## YOUR TASK
Write out exactly the lines below that run from the one containing "repository d3ebf6c5d1ae2e05" through the one containing "fn has_data(&self) ->", both included, with no other lines.

Segment Start: PROVIDED DATA

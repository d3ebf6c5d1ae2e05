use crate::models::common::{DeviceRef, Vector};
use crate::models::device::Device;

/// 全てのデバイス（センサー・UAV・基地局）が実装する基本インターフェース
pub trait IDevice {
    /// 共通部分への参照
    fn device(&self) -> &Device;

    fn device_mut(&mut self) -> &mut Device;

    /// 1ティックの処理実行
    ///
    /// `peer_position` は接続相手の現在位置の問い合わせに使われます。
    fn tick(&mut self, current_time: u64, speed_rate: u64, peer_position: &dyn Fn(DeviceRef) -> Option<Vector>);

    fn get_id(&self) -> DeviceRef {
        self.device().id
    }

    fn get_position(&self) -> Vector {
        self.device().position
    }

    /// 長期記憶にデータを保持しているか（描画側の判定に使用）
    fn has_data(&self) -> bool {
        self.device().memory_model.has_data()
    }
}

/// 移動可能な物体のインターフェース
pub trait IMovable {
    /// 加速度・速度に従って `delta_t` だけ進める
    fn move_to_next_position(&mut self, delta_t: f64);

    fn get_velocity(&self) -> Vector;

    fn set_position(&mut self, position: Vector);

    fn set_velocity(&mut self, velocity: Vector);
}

Segment End: PROVIDED DATA
Segment Start: PROVIDED DATA

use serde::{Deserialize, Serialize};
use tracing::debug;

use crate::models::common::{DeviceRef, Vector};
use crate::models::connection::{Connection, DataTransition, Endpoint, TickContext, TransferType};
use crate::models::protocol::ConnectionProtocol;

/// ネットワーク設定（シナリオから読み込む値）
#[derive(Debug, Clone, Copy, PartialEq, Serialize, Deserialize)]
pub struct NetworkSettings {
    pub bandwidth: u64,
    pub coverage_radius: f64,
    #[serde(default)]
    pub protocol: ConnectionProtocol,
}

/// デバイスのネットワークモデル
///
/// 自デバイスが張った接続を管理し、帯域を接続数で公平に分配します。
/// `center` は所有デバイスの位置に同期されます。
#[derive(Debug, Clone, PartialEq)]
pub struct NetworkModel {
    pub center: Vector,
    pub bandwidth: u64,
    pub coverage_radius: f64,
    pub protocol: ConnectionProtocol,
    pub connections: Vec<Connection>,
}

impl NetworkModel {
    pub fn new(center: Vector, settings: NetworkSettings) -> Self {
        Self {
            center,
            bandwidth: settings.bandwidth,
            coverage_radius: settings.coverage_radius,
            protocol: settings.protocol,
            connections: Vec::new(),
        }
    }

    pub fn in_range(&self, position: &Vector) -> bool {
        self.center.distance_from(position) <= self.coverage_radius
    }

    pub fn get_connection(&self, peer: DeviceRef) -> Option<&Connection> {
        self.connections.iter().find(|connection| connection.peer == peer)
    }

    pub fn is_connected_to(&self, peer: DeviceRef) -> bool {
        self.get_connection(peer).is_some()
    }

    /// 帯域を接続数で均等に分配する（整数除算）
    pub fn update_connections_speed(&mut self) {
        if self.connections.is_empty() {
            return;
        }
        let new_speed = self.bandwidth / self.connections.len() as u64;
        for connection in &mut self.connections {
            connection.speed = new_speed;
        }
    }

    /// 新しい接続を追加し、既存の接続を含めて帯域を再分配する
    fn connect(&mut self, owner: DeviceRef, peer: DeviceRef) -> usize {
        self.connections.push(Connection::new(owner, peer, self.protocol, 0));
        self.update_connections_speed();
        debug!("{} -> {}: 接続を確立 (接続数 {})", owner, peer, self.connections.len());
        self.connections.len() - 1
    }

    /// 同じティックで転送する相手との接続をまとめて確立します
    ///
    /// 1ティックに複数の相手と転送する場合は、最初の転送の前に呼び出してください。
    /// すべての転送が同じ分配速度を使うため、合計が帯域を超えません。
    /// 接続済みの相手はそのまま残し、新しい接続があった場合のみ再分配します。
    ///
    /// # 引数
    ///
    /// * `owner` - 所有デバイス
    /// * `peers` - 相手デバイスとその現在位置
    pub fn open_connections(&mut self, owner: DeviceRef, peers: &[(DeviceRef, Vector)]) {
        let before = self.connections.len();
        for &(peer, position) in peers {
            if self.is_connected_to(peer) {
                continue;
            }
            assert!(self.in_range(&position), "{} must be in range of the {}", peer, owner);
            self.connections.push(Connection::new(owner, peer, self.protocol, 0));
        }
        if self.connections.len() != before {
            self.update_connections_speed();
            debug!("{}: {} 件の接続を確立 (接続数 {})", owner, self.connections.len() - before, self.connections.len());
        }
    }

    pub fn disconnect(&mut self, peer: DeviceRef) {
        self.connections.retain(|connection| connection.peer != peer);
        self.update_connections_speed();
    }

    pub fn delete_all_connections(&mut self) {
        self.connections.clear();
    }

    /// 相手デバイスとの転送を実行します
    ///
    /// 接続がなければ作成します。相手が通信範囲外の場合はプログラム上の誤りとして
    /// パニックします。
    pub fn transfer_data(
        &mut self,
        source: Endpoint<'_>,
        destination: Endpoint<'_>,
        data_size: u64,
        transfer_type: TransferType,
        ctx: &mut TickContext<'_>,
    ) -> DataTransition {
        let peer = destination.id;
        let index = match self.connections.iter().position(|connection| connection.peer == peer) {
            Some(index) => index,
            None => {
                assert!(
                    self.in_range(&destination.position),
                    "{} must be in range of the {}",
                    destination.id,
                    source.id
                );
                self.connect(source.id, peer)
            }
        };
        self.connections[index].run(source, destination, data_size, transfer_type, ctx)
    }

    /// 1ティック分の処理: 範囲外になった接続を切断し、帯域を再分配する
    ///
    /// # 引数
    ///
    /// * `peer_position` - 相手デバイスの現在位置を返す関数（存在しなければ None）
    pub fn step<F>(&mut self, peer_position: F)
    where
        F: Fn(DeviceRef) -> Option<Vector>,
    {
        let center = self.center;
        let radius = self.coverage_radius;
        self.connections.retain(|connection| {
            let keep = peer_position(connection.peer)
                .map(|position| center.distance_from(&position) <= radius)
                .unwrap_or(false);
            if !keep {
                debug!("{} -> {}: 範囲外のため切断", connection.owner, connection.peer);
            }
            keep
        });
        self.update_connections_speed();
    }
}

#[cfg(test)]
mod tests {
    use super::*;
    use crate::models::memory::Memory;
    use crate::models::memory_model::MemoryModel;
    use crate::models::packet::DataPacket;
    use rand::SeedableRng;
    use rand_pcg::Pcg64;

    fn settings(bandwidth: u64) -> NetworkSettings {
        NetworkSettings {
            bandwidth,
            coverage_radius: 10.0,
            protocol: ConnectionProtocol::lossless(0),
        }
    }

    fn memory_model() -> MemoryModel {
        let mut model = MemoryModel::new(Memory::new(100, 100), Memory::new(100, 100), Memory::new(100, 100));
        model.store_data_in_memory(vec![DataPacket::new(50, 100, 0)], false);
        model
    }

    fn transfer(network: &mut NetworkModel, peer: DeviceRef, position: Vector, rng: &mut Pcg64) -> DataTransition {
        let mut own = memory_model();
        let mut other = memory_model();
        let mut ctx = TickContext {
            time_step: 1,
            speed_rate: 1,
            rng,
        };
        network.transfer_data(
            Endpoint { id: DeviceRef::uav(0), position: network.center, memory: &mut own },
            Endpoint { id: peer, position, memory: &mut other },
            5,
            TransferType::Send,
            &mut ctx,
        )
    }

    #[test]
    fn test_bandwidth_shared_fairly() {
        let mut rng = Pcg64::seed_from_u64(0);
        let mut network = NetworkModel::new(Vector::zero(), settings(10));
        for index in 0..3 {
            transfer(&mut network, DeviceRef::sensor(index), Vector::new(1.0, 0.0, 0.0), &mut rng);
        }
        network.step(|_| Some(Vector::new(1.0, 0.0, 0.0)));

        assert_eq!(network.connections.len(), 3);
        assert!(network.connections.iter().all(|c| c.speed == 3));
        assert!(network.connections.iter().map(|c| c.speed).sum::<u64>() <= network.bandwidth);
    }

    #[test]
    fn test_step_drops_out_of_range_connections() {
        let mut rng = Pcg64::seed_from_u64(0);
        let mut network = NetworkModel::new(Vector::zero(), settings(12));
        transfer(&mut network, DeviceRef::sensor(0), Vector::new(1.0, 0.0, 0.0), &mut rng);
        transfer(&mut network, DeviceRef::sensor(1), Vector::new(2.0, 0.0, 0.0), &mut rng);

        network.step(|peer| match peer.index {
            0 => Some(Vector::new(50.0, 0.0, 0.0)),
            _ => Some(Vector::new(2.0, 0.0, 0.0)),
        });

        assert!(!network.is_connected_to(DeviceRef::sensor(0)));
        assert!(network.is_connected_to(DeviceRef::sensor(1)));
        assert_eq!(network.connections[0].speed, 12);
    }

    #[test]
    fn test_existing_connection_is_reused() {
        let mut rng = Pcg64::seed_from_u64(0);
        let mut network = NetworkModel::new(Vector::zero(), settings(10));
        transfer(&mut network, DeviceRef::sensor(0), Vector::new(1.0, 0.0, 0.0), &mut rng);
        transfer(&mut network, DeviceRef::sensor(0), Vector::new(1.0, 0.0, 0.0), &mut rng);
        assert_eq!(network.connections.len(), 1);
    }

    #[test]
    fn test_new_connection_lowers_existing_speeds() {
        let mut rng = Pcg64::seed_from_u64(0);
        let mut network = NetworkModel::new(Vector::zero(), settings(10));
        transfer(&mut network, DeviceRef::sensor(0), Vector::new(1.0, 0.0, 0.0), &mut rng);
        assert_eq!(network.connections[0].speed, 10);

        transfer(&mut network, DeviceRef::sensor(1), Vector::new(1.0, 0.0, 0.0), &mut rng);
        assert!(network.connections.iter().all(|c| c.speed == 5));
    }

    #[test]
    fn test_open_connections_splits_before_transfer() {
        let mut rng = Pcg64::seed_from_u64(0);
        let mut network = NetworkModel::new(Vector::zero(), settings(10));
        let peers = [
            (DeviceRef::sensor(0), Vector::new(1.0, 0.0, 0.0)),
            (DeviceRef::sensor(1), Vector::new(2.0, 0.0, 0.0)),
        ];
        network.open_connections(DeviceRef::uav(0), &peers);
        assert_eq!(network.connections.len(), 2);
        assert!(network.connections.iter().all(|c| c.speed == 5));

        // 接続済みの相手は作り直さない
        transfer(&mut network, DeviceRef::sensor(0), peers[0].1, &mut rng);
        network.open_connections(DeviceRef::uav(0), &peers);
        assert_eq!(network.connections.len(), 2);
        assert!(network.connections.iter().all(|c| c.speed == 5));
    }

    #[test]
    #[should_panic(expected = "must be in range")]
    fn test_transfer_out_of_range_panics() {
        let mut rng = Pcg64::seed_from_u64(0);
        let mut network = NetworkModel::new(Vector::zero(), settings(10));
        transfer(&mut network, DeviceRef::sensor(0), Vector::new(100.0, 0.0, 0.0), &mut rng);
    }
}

Segment End: PROVIDED DATA

## TASK RESPONSE
repository d3ebf6c5d1ae2e05
use crate::models::common::{DeviceRef, Vector};
use crate::models::device::Device;

/// 全てのデバイス（センサー・UAV・基地局）が実装する基本インターフェース
pub trait IDevice {
    /// 共通部分への参照
    fn device(&self) -> &Device;

    fn device_mut(&mut self) -> &mut Device;

    /// 1ティックの処理実行
    ///
    /// `peer_position` は接続相手の現在位置の問い合わせに使われます。
    fn tick(&mut self, current_time: u64, speed_rate: u64, peer_position: &dyn Fn(DeviceRef) -> Option<Vector>);

    fn get_id(&self) -> DeviceRef {
        self.device().id
    }

    fn get_position(&self) -> Vector {
        self.device().position
    }

    /// 長期記憶にデータを保持しているか（描画側の判定に使用）
    fn has_data(&self) -> bool {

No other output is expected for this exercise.